Stored items
·····

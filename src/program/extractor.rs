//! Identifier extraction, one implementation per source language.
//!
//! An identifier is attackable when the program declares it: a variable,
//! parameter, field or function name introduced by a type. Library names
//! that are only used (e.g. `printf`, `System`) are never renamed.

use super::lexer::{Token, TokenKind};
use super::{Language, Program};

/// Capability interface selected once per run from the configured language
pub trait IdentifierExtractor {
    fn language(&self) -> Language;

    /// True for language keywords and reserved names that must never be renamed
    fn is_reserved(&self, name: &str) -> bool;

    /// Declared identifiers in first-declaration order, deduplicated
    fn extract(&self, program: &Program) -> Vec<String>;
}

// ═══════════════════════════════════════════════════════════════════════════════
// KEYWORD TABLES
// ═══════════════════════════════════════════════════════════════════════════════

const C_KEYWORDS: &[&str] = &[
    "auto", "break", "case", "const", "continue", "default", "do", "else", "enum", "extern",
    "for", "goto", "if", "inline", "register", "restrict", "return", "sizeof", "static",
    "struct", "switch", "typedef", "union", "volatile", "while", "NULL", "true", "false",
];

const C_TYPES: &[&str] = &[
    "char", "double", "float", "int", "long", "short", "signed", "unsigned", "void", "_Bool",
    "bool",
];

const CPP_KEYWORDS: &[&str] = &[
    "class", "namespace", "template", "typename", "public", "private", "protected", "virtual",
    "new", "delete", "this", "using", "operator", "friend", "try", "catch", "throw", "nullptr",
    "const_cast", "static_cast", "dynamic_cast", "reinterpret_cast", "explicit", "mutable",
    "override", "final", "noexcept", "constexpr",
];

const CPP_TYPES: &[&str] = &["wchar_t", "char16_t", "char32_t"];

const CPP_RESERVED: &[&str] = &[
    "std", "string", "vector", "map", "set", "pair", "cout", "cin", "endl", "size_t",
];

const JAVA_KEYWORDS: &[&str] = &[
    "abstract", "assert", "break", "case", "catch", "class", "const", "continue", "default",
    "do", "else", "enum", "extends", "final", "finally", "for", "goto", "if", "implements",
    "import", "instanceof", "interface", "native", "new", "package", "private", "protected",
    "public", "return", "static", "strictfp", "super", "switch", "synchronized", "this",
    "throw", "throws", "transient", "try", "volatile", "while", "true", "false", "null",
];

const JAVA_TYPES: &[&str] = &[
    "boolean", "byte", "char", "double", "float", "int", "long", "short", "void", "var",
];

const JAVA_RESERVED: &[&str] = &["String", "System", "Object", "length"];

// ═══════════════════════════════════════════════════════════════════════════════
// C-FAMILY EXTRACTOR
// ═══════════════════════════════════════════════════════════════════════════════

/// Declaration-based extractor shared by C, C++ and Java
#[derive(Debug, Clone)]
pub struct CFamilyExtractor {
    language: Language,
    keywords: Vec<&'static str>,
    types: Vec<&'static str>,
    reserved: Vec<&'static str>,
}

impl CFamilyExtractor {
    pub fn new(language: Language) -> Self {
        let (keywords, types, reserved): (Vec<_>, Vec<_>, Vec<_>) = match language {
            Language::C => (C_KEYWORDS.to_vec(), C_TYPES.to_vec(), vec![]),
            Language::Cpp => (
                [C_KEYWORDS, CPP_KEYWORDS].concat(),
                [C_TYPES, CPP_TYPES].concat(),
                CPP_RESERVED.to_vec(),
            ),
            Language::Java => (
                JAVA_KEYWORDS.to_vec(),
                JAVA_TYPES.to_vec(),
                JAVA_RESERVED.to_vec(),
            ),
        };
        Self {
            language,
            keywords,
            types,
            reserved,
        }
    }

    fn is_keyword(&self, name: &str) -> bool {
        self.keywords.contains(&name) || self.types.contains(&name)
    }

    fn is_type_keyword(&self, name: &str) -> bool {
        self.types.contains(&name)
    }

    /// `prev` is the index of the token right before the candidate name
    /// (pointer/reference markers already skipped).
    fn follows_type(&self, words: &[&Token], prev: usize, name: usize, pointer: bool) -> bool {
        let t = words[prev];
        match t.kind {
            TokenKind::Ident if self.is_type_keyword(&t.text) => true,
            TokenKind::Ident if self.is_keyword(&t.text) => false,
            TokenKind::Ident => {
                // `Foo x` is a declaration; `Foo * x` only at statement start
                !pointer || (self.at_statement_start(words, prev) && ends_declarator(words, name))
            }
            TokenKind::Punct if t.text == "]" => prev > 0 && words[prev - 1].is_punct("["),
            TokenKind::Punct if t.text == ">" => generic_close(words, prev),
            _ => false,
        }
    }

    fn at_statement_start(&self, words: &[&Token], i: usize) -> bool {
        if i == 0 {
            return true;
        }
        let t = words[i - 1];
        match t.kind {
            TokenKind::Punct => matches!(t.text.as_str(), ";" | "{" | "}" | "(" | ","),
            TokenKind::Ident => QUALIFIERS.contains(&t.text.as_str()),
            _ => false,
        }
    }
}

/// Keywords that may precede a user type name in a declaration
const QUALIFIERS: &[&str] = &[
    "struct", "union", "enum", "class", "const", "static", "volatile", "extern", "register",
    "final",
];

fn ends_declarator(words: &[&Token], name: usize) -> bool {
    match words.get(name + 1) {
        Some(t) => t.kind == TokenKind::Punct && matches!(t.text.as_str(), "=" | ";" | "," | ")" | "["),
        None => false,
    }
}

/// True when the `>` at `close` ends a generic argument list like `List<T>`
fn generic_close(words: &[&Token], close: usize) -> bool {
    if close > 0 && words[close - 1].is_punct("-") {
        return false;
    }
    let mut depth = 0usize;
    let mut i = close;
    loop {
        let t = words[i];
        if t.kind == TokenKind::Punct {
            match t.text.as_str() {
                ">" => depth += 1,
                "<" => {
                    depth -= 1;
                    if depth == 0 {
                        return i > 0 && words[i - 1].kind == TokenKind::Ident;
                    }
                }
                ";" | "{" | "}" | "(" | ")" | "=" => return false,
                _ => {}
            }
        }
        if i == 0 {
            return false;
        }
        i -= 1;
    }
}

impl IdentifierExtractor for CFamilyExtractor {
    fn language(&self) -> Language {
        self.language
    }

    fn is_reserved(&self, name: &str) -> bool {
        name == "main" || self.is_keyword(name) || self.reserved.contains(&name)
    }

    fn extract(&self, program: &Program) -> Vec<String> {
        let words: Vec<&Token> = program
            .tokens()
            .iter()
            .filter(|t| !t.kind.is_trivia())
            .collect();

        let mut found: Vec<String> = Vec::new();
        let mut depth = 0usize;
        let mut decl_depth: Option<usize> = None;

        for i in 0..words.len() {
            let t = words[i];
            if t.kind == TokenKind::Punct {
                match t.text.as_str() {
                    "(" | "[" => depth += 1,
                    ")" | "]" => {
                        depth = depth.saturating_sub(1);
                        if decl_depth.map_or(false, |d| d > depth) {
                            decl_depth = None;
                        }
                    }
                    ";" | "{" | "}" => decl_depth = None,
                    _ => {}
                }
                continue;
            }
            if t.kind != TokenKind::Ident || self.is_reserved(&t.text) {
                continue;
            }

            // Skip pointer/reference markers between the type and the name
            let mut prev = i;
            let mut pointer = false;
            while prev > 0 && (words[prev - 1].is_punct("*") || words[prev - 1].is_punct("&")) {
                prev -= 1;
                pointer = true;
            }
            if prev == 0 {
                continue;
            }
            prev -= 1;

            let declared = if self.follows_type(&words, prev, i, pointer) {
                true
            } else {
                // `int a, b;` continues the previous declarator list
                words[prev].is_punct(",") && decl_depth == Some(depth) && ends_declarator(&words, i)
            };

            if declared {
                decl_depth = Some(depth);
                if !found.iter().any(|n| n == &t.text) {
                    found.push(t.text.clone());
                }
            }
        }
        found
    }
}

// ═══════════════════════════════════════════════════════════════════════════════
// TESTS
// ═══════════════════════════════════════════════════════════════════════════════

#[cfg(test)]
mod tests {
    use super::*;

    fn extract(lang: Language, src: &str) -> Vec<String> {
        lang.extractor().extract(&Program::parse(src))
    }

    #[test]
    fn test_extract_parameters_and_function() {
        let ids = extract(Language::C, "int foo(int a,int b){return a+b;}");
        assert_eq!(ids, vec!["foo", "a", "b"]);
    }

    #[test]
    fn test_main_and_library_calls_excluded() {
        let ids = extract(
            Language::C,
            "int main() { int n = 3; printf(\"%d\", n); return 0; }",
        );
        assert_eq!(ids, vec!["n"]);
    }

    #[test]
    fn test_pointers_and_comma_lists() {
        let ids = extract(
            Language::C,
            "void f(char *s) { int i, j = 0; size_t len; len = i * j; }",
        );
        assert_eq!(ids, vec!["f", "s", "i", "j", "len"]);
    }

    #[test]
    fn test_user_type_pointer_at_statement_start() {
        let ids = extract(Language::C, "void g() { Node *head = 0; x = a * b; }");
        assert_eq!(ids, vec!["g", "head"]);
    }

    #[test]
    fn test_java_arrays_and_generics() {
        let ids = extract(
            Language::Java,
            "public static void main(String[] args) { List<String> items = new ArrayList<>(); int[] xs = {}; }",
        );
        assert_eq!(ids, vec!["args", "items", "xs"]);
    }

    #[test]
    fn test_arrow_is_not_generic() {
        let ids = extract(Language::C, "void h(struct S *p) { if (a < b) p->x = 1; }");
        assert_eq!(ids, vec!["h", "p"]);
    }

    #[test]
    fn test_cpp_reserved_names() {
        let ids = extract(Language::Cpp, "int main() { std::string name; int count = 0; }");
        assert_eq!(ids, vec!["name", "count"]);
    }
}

·····

Whenever a line of the data above holds the word "volatile", it counts once; report the total number of such lines and nothing more.

TASK OUTPUT
3